Piazza: https://piazza.com/uic/fall2019/cs421

What is this class about?

Natural language processing (NLP) is the subfield of artificial intelligence that focuses on automatically understanding and generating natural language (e.g., Arabic, Navajo, Spanish, or English). It is crucial to many everyday applications ...if you've searched for something online or engaged in dialogue with one of your devices today, you've made use of many different NLP technologies already. This class will provide an introduction to the foundations and most popular applications of natural language processing, through a combination of readings, short assignments, exams, and (for grad students and optionally undergrads) a semester-long project. Topics covered will include text preprocessing, part-of-speech tagging, syntactic and dependency parsing, language modeling, word embeddings, statistical and neural models, dialogue systems, question answering, and machine translation, among others.

Textbooks

Readings and (some) assignments for this class will be drawn from the following sources:
- Daniel Jurafsky and James H Martin. Speech and Language Processing (2nd Edition). Prentice-Hall, Inc., Upper Saddle River, NJ, USA, 2009.
- Daniel Jurafsky and James H Martin. Speech and Language Processing (3rd Edition). Draft, 2019.
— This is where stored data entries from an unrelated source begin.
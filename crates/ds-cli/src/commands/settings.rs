//! `ds settings ...` and `ds config show`.

use anyhow::{Context, Result};
use ds_config::AppConfig;
use ds_schemas::{BOOKS, LANGUAGES, REACTIONS};

use super::Runtime;

pub fn show(rt: &Runtime) {
    let s = rt.ctx.settings();
    println!("book={} lang={}", s.book, s.lang);
}

pub fn set_book(rt: &mut Runtime, code: &str) -> Result<()> {
    let s = rt
        .ctx
        .set_book(code)
        .with_context(|| format!("book not changed to '{code}'"))?;
    println!("book={} lang={}", s.book, s.lang);
    Ok(())
}

pub fn set_lang(rt: &mut Runtime, code: &str) -> Result<()> {
    let s = rt
        .ctx
        .set_lang(code)
        .with_context(|| format!("language not changed to '{code}'"))?;
    println!("book={} lang={}", s.book, s.lang);
    Ok(())
}

pub fn catalog() -> Result<()> {
    for b in BOOKS {
        println!("book={} label={}", b.code, b.label);
    }
    for l in LANGUAGES {
        println!("lang={} label={}", l.code, l.label);
    }
    println!("reactions={}", REACTIONS.join(" "));
    Ok(())
}

pub fn config_show(config: &AppConfig) -> Result<()> {
    let s = serde_json::to_string_pretty(config).context("serialize config")?;
    println!("{s}");
    Ok(())
}
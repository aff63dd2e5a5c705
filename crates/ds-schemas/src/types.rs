use std::collections::BTreeMap;

use serde::{Deserialize, Serialize};

use crate::catalog::{DEFAULT_BOOK, DEFAULT_LANG};
use crate::id::{make_id, CompositeKey};

// ---------------------------------------------------------------------------
// HadithRef
// ---------------------------------------------------------------------------

/// Identifies one hadith across any collection.
#[derive(Debug, Clone, PartialEq, Eq, Hash)]
pub struct HadithRef {
    pub book: String,
    /// Section id as used by the API (`"1"`, `"2"`, ...).
    pub section: String,
    pub number: u64,
    pub lang: String,
}

impl HadithRef {
    pub fn new(
        book: impl Into<String>,
        section: impl Into<String>,
        number: u64,
        lang: impl Into<String>,
    ) -> Self {
        Self {
            book: book.into(),
            section: section.into(),
            number,
            lang: lang.into(),
        }
    }

    pub fn key(&self) -> CompositeKey {
        make_id(&self.book, &self.section, self.number, &self.lang)
    }
}

// ---------------------------------------------------------------------------
// Bookmark
// ---------------------------------------------------------------------------

/// A saved hadith with a snapshot of its text.
#[derive(Debug, Clone, PartialEq, Eq, Serialize, Deserialize)]
pub struct Bookmark {
    pub id: CompositeKey,
    pub text: String,
    pub book: String,
    pub section: String,
    pub number: u64,
    pub lang: String,
}

impl Bookmark {
    pub fn from_ref(r: &HadithRef, text: impl Into<String>) -> Self {
        Self {
            id: r.key(),
            text: text.into(),
            book: r.book.clone(),
            section: r.section.clone(),
            number: r.number,
            lang: r.lang.clone(),
        }
    }

    pub fn hadith_ref(&self) -> HadithRef {
        HadithRef::new(&self.book, &self.section, self.number, &self.lang)
    }

    /// Everything a reader view needs to re-open this hadith.
    pub fn open_target(&self) -> OpenTarget {
        OpenTarget {
            section: SectionTarget::new(&self.book, &self.section, &self.lang),
            number: self.number,
        }
    }
}

// ---------------------------------------------------------------------------
// Navigation targets
// ---------------------------------------------------------------------------

/// The section currently open in a reader view.
#[derive(Debug, Clone, PartialEq, Eq, Hash)]
pub struct SectionTarget {
    pub book: String,
    pub section: String,
    pub lang: String,
}

impl SectionTarget {
    pub fn new(book: impl Into<String>, section: impl Into<String>, lang: impl Into<String>) -> Self {
        Self {
            book: book.into(),
            section: section.into(),
            lang: lang.into(),
        }
    }

    pub fn hadith_ref(&self, number: u64) -> HadithRef {
        HadithRef::new(&self.book, &self.section, number, &self.lang)
    }
}

/// A section plus the hadith to scroll to.
#[derive(Debug, Clone, PartialEq, Eq)]
pub struct OpenTarget {
    pub section: SectionTarget,
    pub number: u64,
}

impl OpenTarget {
    pub fn key(&self) -> CompositeKey {
        self.section.hadith_ref(self.number).key()
    }
}

// ---------------------------------------------------------------------------
// Remote payload
// ---------------------------------------------------------------------------

#[derive(Debug, Clone, Default, PartialEq, Eq, Serialize, Deserialize)]
pub struct HadithReference {
    #[serde(default)]
    pub book: u64,
    #[serde(default)]
    pub hadith: u64,
}

/// One hadith as served by the API.
#[derive(Debug, Clone, PartialEq, Eq, Serialize, Deserialize)]
pub struct Hadith {
    #[serde(alias = "hadithNumber")]
    pub hadithnumber: u64,
    #[serde(default)]
    pub text: String,
    #[serde(default)]
    pub reference: HadithReference,
}

impl Hadith {
    /// Text handed to the platform share sheet / export file.
    pub fn share_message(&self, book: &str) -> String {
        format!("{}\n\n— {} #{}", self.text, book, self.hadithnumber)
    }
}

#[derive(Debug, Clone, Default, PartialEq, Eq, Serialize, Deserialize)]
pub struct SectionMetadata {
    #[serde(default)]
    pub name: String,
    /// All sections of the book (`id -> title`); present on book-level payloads.
    #[serde(default)]
    pub sections: BTreeMap<String, String>,
    /// The single section this payload covers (`id -> title`).
    #[serde(default)]
    pub section: BTreeMap<String, String>,
}

impl SectionMetadata {
    /// `(id, title)` of the covered section, if the payload names one.
    pub fn current_section(&self) -> Option<(&str, &str)> {
        self.section
            .iter()
            .next()
            .map(|(k, v)| (k.as_str(), v.as_str()))
    }
}

/// Full JSON document for one section (or one whole book).
#[derive(Debug, Clone, Default, PartialEq, Eq, Serialize, Deserialize)]
pub struct SectionPayload {
    #[serde(default)]
    pub metadata: SectionMetadata,
    #[serde(default)]
    pub hadiths: Vec<Hadith>,
}

/// Row of the book's table of contents.
#[derive(Debug, Clone, PartialEq, Eq)]
pub struct SectionEntry {
    pub id: String,
    pub title: String,
}

/// Card shown on the home view.
#[derive(Debug, Clone, PartialEq, Eq)]
pub struct FeaturedHadith {
    pub section_label: String,
    pub hadith: Hadith,
}

// ---------------------------------------------------------------------------
// Settings
// ---------------------------------------------------------------------------

#[derive(Debug, Clone, PartialEq, Eq, Serialize, Deserialize)]
pub struct Settings {
    pub book: String,
    pub lang: String,
}

impl Default for Settings {
    fn default() -> Self {
        Self {
            book: DEFAULT_BOOK.to_string(),
            lang: DEFAULT_LANG.to_string(),
        }
    }
}

#[cfg(test)]
mod tests {
    use super::*;

    #[test]
    fn bookmark_from_ref_carries_key_and_fields() {
        let r = HadithRef::new("bukhari", "1", 5, "eng");
        let b = Bookmark::from_ref(&r, "text");
        assert_eq!(b.id, "bukhari:1:5:eng");
        assert_eq!(b.hadith_ref(), r);
    }

    #[test]
    fn open_target_rebuilds_same_key() {
        let r = HadithRef::new("muslim", "3", 42, "ara");
        let b = Bookmark::from_ref(&r, "t");
        assert_eq!(b.open_target().key(), b.id);
    }

    #[test]
    fn bookmark_json_field_names() {
        let b = Bookmark::from_ref(&HadithRef::new("bukhari", "1", 5, "eng"), "x");
        let v = serde_json::to_value(&b).unwrap();
        for field in ["id", "text", "book", "section", "number", "lang"] {
            assert!(v.get(field).is_some(), "missing field {field}");
        }
    }

    #[test]
    fn hadith_accepts_camel_case_number_and_ignores_extras() {
        let raw = r#"{"hadithNumber": 7, "arabicnumber": 7, "text": "t", "grades": [],
                      "reference": {"book": 1, "hadith": 7}}"#;
        let h: Hadith = serde_json::from_str(raw).unwrap();
        assert_eq!(h.hadithnumber, 7);
        assert_eq!(h.reference.hadith, 7);
    }

    #[test]
    fn section_payload_parses_api_shape() {
        let raw = r#"{
            "metadata": {"name": "Sahih al Bukhari",
                         "section": {"1": "Revelation"}},
            "hadiths": [{"hadithnumber": 1, "text": "a", "reference": {"book": 1, "hadith": 1}}]
        }"#;
        let p: SectionPayload = serde_json::from_str(raw).unwrap();
        assert_eq!(p.metadata.current_section(), Some(("1", "Revelation")));
        assert_eq!(p.hadiths.len(), 1);
    }

    #[test]
    fn share_message_format() {
        let h = Hadith {
            hadithnumber: 5,
            text: "Actions are by intentions".to_string(),
            reference: HadithReference::default(),
        };
        assert_eq!(
            h.share_message("bukhari"),
            "Actions are by intentions\n\n— bukhari #5"
        );
    }

    #[test]
    fn settings_default() {
        let s = Settings::default();
        assert_eq!((s.book.as_str(), s.lang.as_str()), ("bukhari", "eng"));
    }
}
The third edition of the book is still being written; its current draft can be freely accessed at the link above. The second edition is available for purchase from the UIC bookstore and other retailers, and can generally be found at affordable prices since it's been out for awhile. You'll ultimately be responsible for content from those official sources, so if you purchase a different version (e.g., an international edition of the second version), make sure to check for any misaligned material.

Assignments and Exams

This is a 400-level course, designed for both graduate students and advanced undergraduates. Depending on your classification, you may have enrolled in either the four-hour version (grad students) or the three-hour version (undergrad students). There are slightly different requirements for the two versions of the course, with the biggest difference being that grad students will be required to complete a semester-long project. Undergrads may opt to complete a project as well if they would like, in which case their final course grade will be determined according to the same breakdown as that used for graduate students; however, doing this extra work is certainly not a requirement. Some further details about the work you will be expected to complete for this course are provided below:
  • Assignments: Five short assignments will be due over the course of the semester (current due dates are indicated on the course calendar). These assignments will contain a mix of theoretical and coding questions. Code should be written in Python.
  • Project: Graduate students (and any undergraduates who choose to do so) will complete a semester-long project, due the week before finals week. The project will be selected from one of the following topics: (1) build your own chatbot, (2) build your own essay grader, or (3) custom project (requires pre-approval). Deliverables will include a (well-documented!) working implementation, a ~2500-word report, and a short presentation the week before finals week. Projects can be completed individually or in pairs; if done in pairs, the submission must be accompanied by a statement detailing which component(s) each student worked on, signed by both students.
  • Exams: There will be three exams over the course of the semester: two (non-cumulative) midterms, and one (cumulative) final exam. The exams will contain a mixture of multiple choice, true/false, and free-response questions.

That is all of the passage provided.